“… dovemmo accorgerci che il radiatore, questo polmone dell’automobile non respirava bene. Per il gran calore, la corrente d’aria prodotta dalla velocità non riusciva più a rinfrescare l’acqua che circola attorno ai cilindri, e l’acqua s’evaporava con un soffio violento e continuo dalla chiusura del radiatore. Da lungo tempo, ci pareva almeno lungo tempo, cercavamo dei pozzi per rinnovare l’acqua del motore. Non volevamo adoperare quella del nostro serbatoio, se non costretti da una estrema necessità. Il serbatoio conteneva appena una cinquantina di litri ed era prudente serbarli; una rottura della macchina poteva farci naufragare, e quella provvista sarebbe stata la nostra salvezza “. “ Un pozzo ! … vedo la terra, ha una macchia scura. Esclamava di tanto in tanto qualcuno di noi. “ Si, si “ rispondevano gli altri. Le illusioni sono comunicative “. “Non tardammo dopo alcune decine di chilometri, a ritrovare dei pozzi, circondati dagli accampamenti delle carovane.

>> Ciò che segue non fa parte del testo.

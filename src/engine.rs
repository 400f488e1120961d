// Copyright (c) 2025-2026 Adrian Robinson. Licensed under the AGPL-3.0.
// See LICENSE file in the project root for full license text.

//! Local SQL engine integration trait.
//!
//! Defines the interface the replication coordinator needs from the
//! embedded SQL engine. The engine is an external collaborator consumed
//! through an argv-style command interface; this trait decouples the
//! coordinator from its internals and allows testing with mocks.
//!
//! # Command Forms
//!
//! | argv | stdin | returns |
//! |------|-------|---------|
//! | *(empty)* | SQL text | query/DDL output |
//! | `uid` | | replication uid |
//! | `watermark <table>` | | decimal watermark |
//! | `write-csv <table> --source <uid>` | CSV rows | |
//! | `subscribe <view> --connect --format=csv --updates <file> --ignore-source <uid>` | | session token |
//! | `diff --format=csv --since <wm> <session>` | | CSV since watermark |
//! | `dump-table <name>`, `dump-tables` | | DDL dump |
//!
//! The `--source` / `--ignore-source` arguments carry the replication uid
//! so the engine never echoes our own replicated writes back out through
//! the local change file.
//!
//! # Example
//!
//! ```rust,no_run
//! use mirror_engine::engine::{BoxFuture, SqlEngine};
//! use tokio::sync::mpsc;
//!
//! struct MyEngine { /* ... */ }
//!
//! impl SqlEngine for MyEngine {
//!     fn run_local(&self, _argv: Vec<String>, _stdin: String) -> BoxFuture<'_, String> {
//!         Box::pin(async move { Ok(String::new()) })
//!     }
//!
//!     fn watch_file(
//!         &self,
//!         _file: String,
//!     ) -> BoxFuture<'_, mpsc::UnboundedReceiver<String>> {
//!         let (_tx, rx) = mpsc::unbounded_channel();
//!         Box::pin(async move { Ok(rx) })
//!     }
//! }
//! ```

use std::future::Future;
use std::pin::Pin;
use tokio::sync::mpsc;

/// Result type for engine operations.
pub type EngineResult<T> = std::result::Result<T, EngineError>;

/// Type alias for boxed async futures (reduces trait signature complexity).
pub type BoxFuture<'a, T> = Pin<Box<dyn Future<Output = EngineResult<T>> + Send + 'a>>;

/// Simplified error for engine operations.
#[derive(Debug, Clone)]
pub struct EngineError(pub String);

impl std::fmt::Display for EngineError {
    fn fmt(&self, f: &mut std::fmt::Formatter<'_>) -> std::fmt::Result {
        write!(f, "{}", self.0)
    }
}

impl std::error::Error for EngineError {}

/// Trait defining what the coordinator needs from the local SQL engine.
///
/// The engine's command interface is a single-threaded serializer: each
/// `run_local` invocation completes before the next begins. Implementations
/// must uphold that ordering for calls issued from one task.
pub trait SqlEngine: Send + Sync + 'static {
    /// Run one engine command.
    ///
    /// An empty `argv` executes `stdin` as SQL (used for fetched-schema DDL
    /// and metadata writes); otherwise `argv` selects one of the command
    /// forms in the module docs.
    fn run_local(&self, argv: Vec<String>, stdin: String) -> BoxFuture<'_, String>;

    /// Watch a local change file.
    ///
    /// Each received string is the full buffered change text accumulated
    /// since the engine's last flush of that file. The receiver ends when
    /// the engine drops the watchpoint.
    fn watch_file(&self, file: String) -> BoxFuture<'_, mpsc::UnboundedReceiver<String>>;
}

/// Convenience constructor for argv vectors.
pub fn argv(parts: &[&str]) -> Vec<String> {
    parts.iter().map(|s| s.to_string()).collect()
}

/// A no-op implementation for testing/standalone mode.
///
/// Logs commands and returns benign defaults without storing anything.
#[derive(Clone)]
pub struct NoOpEngine;

impl SqlEngine for NoOpEngine {
    fn run_local(&self, argv: Vec<String>, stdin: String) -> BoxFuture<'_, String> {
        Box::pin(async move {
            tracing::debug!(
                argv = ?argv,
                stdin_len = stdin.len(),
                "NoOp: would run engine command"
            );
            let out = match argv.first().map(String::as_str) {
                Some("uid") => "noop-uid",
                Some("watermark") => "0",
                Some("subscribe") => "noop-session",
                _ => "",
            };
            Ok(out.to_string())
        })
    }

    fn watch_file(&self, file: String) -> BoxFuture<'_, mpsc::UnboundedReceiver<String>> {
        Box::pin(async move {
            tracing::debug!(file = %file, "NoOp: would watch change file");
            // Sender dropped immediately; the watch yields nothing.
            let (_tx, rx) = mpsc::unbounded_channel();
            Ok(rx)
        })
    }
}
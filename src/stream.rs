// Copyright (c) 2025-2026 Adrian Robinson. Licensed under the AGPL-3.0.
// See LICENSE file in the project root for full license text.

//! Per-stream state machine and the user-facing stream handle.
//!
//! Each logical stream moves through four states with half-close
//! semantics:
//!
//! ```text
//!              peer close                    our close
//!   Open ──────────────────► CloseWait ─────────────────► Closed
//!    │                                                       ▲
//!    │ our close                             peer close      │
//!    └──────────────────────► Closing ───────────────────────┘
//! ```
//!
//! `CloseWait` means the peer closed its send side but we may still send;
//! our own send-side close completes the shutdown. A reset from either
//! side jumps straight to `Closed`.
//!
//! Events reach the user through a per-stream channel rather than
//! callbacks: delivery is serial, re-entrancy is impossible, and the
//! receiver composes with `select!` loops.

use crate::envelope::Request;
use crate::error::Result;
use crate::socket::SocketShared;
use std::sync::Arc;
use tokio::sync::mpsc;

/// Stream lifecycle state.
#[derive(Debug, Clone, Copy, PartialEq, Eq)]
pub enum StreamState {
    /// Both sides open.
    Open,
    /// We closed our send side; awaiting the peer's close.
    Closing,
    /// The peer closed its send side; we may still send.
    CloseWait,
    /// Fully closed; the socket no longer tracks the stream.
    Closed,
}

/// Event delivered to the stream's owner.
#[derive(Debug, Clone, PartialEq, Eq)]
pub enum StreamEvent {
    /// Payload from the peer.
    Data(Vec<u8>),
    /// The peer closed its send side (or the socket shut down gracefully).
    Closed,
    /// The stream was reset or the socket failed.
    Error { code: u32, msg: String },
}

/// Whether the socket should drop the table entry after an ingress close.
#[derive(Debug, Clone, Copy, PartialEq, Eq)]
pub(crate) enum CloseOutcome {
    Retain,
    Remove,
}

/// Decision for a local (egress) close.
#[derive(Debug, Clone, Copy, PartialEq, Eq)]
pub(crate) enum CloseAction {
    /// Emit a close frame, keep the table entry (awaiting peer close).
    EmitRetain,
    /// Emit a close frame, drop the table entry.
    EmitRemove,
    /// Idempotent no-op.
    Ignore,
}

/// Decision for a local (egress) error.
#[derive(Debug, Clone, Copy, PartialEq, Eq)]
pub(crate) enum ErrorAction {
    /// Emit a reset frame, drop the table entry.
    EmitRemove,
    /// Drop the table entry without a frame (our close frame is already
    /// in flight).
    SilentRemove,
    /// No-op: already closed.
    Ignore,
}

/// Socket-side record of one active stream.
pub(crate) struct StreamEntry {
    state: StreamState,
    events: mpsc::UnboundedSender<StreamEvent>,
}

impl StreamEntry {
    pub(crate) fn new() -> (Self, mpsc::UnboundedReceiver<StreamEvent>) {
        let (tx, rx) = mpsc::unbounded_channel();
        (
            Self {
                state: StreamState::Open,
                events: tx,
            },
            rx,
        )
    }

    #[cfg(test)]
    pub(crate) fn state(&self) -> StreamState {
        self.state
    }

    /// Sends are valid while our send side is open.
    pub(crate) fn can_send(&self) -> bool {
        matches!(self.state, StreamState::Open | StreamState::CloseWait)
    }

    /// Local close.
    pub(crate) fn egress_close(&mut self) -> CloseAction {
        match self.state {
            StreamState::Open => {
                self.state = StreamState::Closing;
                CloseAction::EmitRetain
            }
            StreamState::CloseWait => {
                self.state = StreamState::Closed;
                CloseAction::EmitRemove
            }
            StreamState::Closing | StreamState::Closed => CloseAction::Ignore,
        }
    }

    /// Local error.
    pub(crate) fn egress_error(&mut self) -> ErrorAction {
        match self.state {
            StreamState::Open | StreamState::CloseWait => {
                self.state = StreamState::Closed;
                ErrorAction::EmitRemove
            }
            StreamState::Closing => {
                self.state = StreamState::Closed;
                ErrorAction::SilentRemove
            }
            StreamState::Closed => ErrorAction::Ignore,
        }
    }

    /// Ingress payload. Delivered while the peer's send side is open;
    /// ignored once the peer has closed (late frames after our reset).
    pub(crate) fn on_data(&self, payload: Vec<u8>) {
        if matches!(self.state, StreamState::Open | StreamState::Closing) {
            let _ = self.events.send(StreamEvent::Data(payload));
        }
    }

    /// Ingress close. Returns whether the socket may drop the entry.
    pub(crate) fn on_close(&mut self) -> CloseOutcome {
        match self.state {
            StreamState::Open => {
                self.state = StreamState::CloseWait;
                let _ = self.events.send(StreamEvent::Closed);
                CloseOutcome::Retain
            }
            StreamState::Closing => {
                self.state = StreamState::Closed;
                let _ = self.events.send(StreamEvent::Closed);
                CloseOutcome::Remove
            }
            // Duplicate close from the peer.
            StreamState::CloseWait => CloseOutcome::Retain,
            // Idempotent cleanup.
            StreamState::Closed => CloseOutcome::Remove,
        }
    }

    /// Ingress reset or socket-level failure.
    pub(crate) fn on_error(&mut self, code: u32, msg: &str) {
        if self.state != StreamState::Closed {
            self.state = StreamState::Closed;
            let _ = self.events.send(StreamEvent::Error {
                code,
                msg: msg.to_string(),
            });
        }
    }
}

/// User-facing handle for one logical stream.
///
/// Obtained from [`MuxedSocket::open_stream`](crate::socket::MuxedSocket::open_stream)
/// (client-initiated) or [`MuxedSocket::accept`](crate::socket::MuxedSocket::accept)
/// (server-initiated).
pub struct Stream {
    id: u32,
    shared: Arc<SocketShared>,
    events: mpsc::UnboundedReceiver<StreamEvent>,
}

impl Stream {
    pub(crate) fn new(
        id: u32,
        shared: Arc<SocketShared>,
        events: mpsc::UnboundedReceiver<StreamEvent>,
    ) -> Self {
        Self { id, shared, events }
    }

    /// The 24-bit stream id. Client streams are odd, server streams even.
    pub fn id(&self) -> u32 {
        self.id
    }

    /// Send payload bytes.
    ///
    /// Valid while our send side is open (`Open` or `CloseWait`). Returns
    /// [`StreamClosed`](crate::MirrorError::StreamClosed) afterwards; the
    /// socket is never poisoned.
    pub async fn send(&self, payload: Vec<u8>) -> Result<()> {
        self.shared.stream_send(self.id, payload).await
    }

    /// Send a JSON request envelope.
    pub async fn send_request(&self, request: &Request) -> Result<()> {
        self.send(request.to_bytes()?).await
    }

    /// Close our send side. Idempotent.
    pub async fn close(&self) -> Result<()> {
        self.shared.stream_close(self.id).await
    }

    /// Reset the stream with an error. Idempotent once closed.
    pub async fn error(&self, code: u32, msg: &str) -> Result<()> {
        self.shared.stream_error(self.id, code, msg).await
    }

    /// Receive the next event. `None` after `Closed`/`Error` has been
    /// consumed and the socket dropped its side of the channel.
    pub async fn recv(&mut self) -> Option<StreamEvent> {
        self.events.recv().await
    }

    /// Non-blocking receive, for callers polling between other work.
    pub fn try_recv(&mut self) -> Option<StreamEvent> {
        self.events.try_recv().ok()
    }
}

impl std::fmt::Debug for Stream {
    fn fmt(&self, f: &mut std::fmt::Formatter<'_>) -> std::fmt::Result {
        f.debug_struct("Stream").field("id", &self.id).finish()
    }
}

#[cfg(test)]
mod tests {
    use super::*;

    #[test]
    fn test_entry_starts_open() {
        let (entry, _rx) = StreamEntry::new();
        assert_eq!(entry.state(), StreamState::Open);
        assert!(entry.can_send());
    }

    #[test]
    fn test_egress_close_from_open_retains() {
        let (mut entry, _rx) = StreamEntry::new();
        assert_eq!(entry.egress_close(), CloseAction::EmitRetain);
        assert_eq!(entry.state(), StreamState::Closing);
        assert!(!entry.can_send());
        // Second close is idempotent.
        assert_eq!(entry.egress_close(), CloseAction::Ignore);
    }

    #[test]
    fn test_egress_close_from_close_wait_removes() {
        let (mut entry, _rx) = StreamEntry::new();
        assert_eq!(entry.on_close(), CloseOutcome::Retain);
        assert_eq!(entry.state(), StreamState::CloseWait);
        assert!(entry.can_send()); // half-close: we may still send
        assert_eq!(entry.egress_close(), CloseAction::EmitRemove);
        assert_eq!(entry.state(), StreamState::Closed);
    }

    #[test]
    fn test_egress_error_actions() {
        let (mut entry, _rx) = StreamEntry::new();
        assert_eq!(entry.egress_error(), ErrorAction::EmitRemove);
        assert_eq!(entry.state(), StreamState::Closed);
        assert_eq!(entry.egress_error(), ErrorAction::Ignore);

        // From Closing the reset is silent: our close frame already went out.
        let (mut entry, _rx) = StreamEntry::new();
        entry.egress_close();
        assert_eq!(entry.egress_error(), ErrorAction::SilentRemove);
    }

    #[test]
    fn test_ingress_close_transitions() {
        // Open → CloseWait, not removable.
        let (mut entry, mut rx) = StreamEntry::new();
        assert_eq!(entry.on_close(), CloseOutcome::Retain);
        assert_eq!(rx.try_recv().unwrap(), StreamEvent::Closed);

        // Duplicate close ignored, no second event.
        assert_eq!(entry.on_close(), CloseOutcome::Retain);
        assert!(rx.try_recv().is_err());

        // Closing → Closed, removable.
        let (mut entry, mut rx) = StreamEntry::new();
        entry.egress_close();
        assert_eq!(entry.on_close(), CloseOutcome::Remove);
        assert_eq!(rx.try_recv().unwrap(), StreamEvent::Closed);

        // Closed → removable, idempotent cleanup without an event.
        assert_eq!(entry.on_close(), CloseOutcome::Remove);
        assert!(rx.try_recv().is_err());
    }

    #[test]
    fn test_ingress_data_delivery() {
        let (entry, mut rx) = StreamEntry::new();
        entry.on_data(vec![1, 2]);
        assert_eq!(rx.try_recv().unwrap(), StreamEvent::Data(vec![1, 2]));

        // Still delivered while Closing (we closed, peer has not).
        let (mut entry, mut rx) = StreamEntry::new();
        entry.egress_close();
        entry.on_data(vec![3]);
        assert_eq!(rx.try_recv().unwrap(), StreamEvent::Data(vec![3]));

        // Ignored in CloseWait: the peer already closed its send side.
        let (mut entry, mut rx) = StreamEntry::new();
        entry.on_close();
        let _ = rx.try_recv();
        entry.on_data(vec![4]);
        assert!(rx.try_recv().is_err());
    }

    #[test]
    fn test_ingress_error_fires_once() {
        let (mut entry, mut rx) = StreamEntry::new();
        entry.on_error(7, "boom");
        assert_eq!(
            rx.try_recv().unwrap(),
            StreamEvent::Error {
                code: 7,
                msg: "boom".to_string()
            }
        );
        entry.on_error(8, "again");
        assert!(rx.try_recv().is_err());
        assert_eq!(entry.state(), StreamState::Closed);
    }

    #[test]
    fn test_ingress_error_from_any_live_state() {
        for setup in 0..3 {
            let (mut entry, mut rx) = StreamEntry::new();
            match setup {
                1 => {
                    entry.egress_close();
                }
                2 => {
                    entry.on_close();
                    let _ = rx.try_recv();
                }
                _ => {}
            }
            entry.on_error(0, "socket failed");
            assert_eq!(entry.state(), StreamState::Closed);
            assert!(matches!(
                rx.try_recv().unwrap(),
                StreamEvent::Error { code: 0, .. }
            ));
        }
    }
}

Vicino a uno di quei pozzi, vi erano due cinesi addormentati. Forse due disgraziati che rimpatriavano a piedi a piccole tappe. Non possedevano nemmeno una tenda per difendersi dal sole. Avevano per unico bagaglio pochi stracci e un sacco. Seminudi, sdraiati sulla sabbia che pareva incandescente, il capo scoperto, dormivano. Che cosa era il nostro viaggio paragonato al loro? Ricordammo quel pellegrino incontrato dal principe presso Nan-Kow, quell’uomo avrebbe attraversato il deserto baciando la terra ogni tre passi, e pensammo che i cinesi incontrandolo avrebbero forse avuto di lui quella pietà che provavamo per loro “.
Da Pechino a Parigi – 96 illustrazioni fotografiche -reimpressione de La metà del mondo vista da un’automobile. Luigi Barzini.

Circa cento anni dopo mi trovavo a passare per le medesime piste. Va detto, a onor del vero, a bordo di un Toyota Land Cruiser sei cilindri provvisto di un tetto e di un gran bel sistema di aria condizionata. Non incontrai due cinesi, quella volta, bensì un solo, solitario, giapponese ciclista. Se i due cinesi di Barzini dormivano sfiancati dal caldo, il “mio“ giapponese pestava sui pedali della sua mountain-bike come se non ci fosse un domani. Ci incrociamo e lui non alza nemmeno lo sguardo, mi accorgo che non ha nemmeno uno zaino con sé . Invertiamo la rotta e lo raggiungiamo. Niente, come se fossimo fantasmi, eppure il Toyota pesa più di 2000 chili. Lo superiamo ancora, scendo e lo aspetto. Solo allora si ferma. Gli offro una bottiglietta d’acqua. La rifiuta. Penso sia pazzo. Restava solo da capire se era partito dal Sol Levante già pazzo o se lo era diventato in itinere nel Gobi. Non che la cosa mi interessasse molto, non di meno esiste una norma non scritta nei deserti di tutto il pianeta che impone di prestare soccorso a chi si trovi in difficoltà. Sputacchiando con voce roca il ronin ciclista mi fa capire che è diretto a Khongorin Else. Bel posto, niente da dire, dune di sabbia alte anche 300 metri.

Disegno sulla ghiaia dove siamo e dove vorrebbe andare; occorrono circa 6 ore di viaggio, ma in Toyota! Solo allora pare risvegliarsi dal suo sogno-incubo ciclistico. È completamente disidratato. Sukhee e Zorigoo lo catturano e buttiamo la sua bike sul tetto del Toyota.
Lo depositiamo a Mandalovoo, presso un vecchio amico maestro di lotta che provvederà a contattare Ulaanbaatar e da lì l’ambasciata giapponese.

Ripartiamo e lo dimentico. Circa 20 giorni dopo in ufficio riceviamo una missiva bordata d’oro e d’argento. Il console del Giappone a Pechino ci ringraziava per aver recuperato un alto dirigente, manager della Nissan.
Ecco perché non si fermava, avevamo una auto della concorrenza.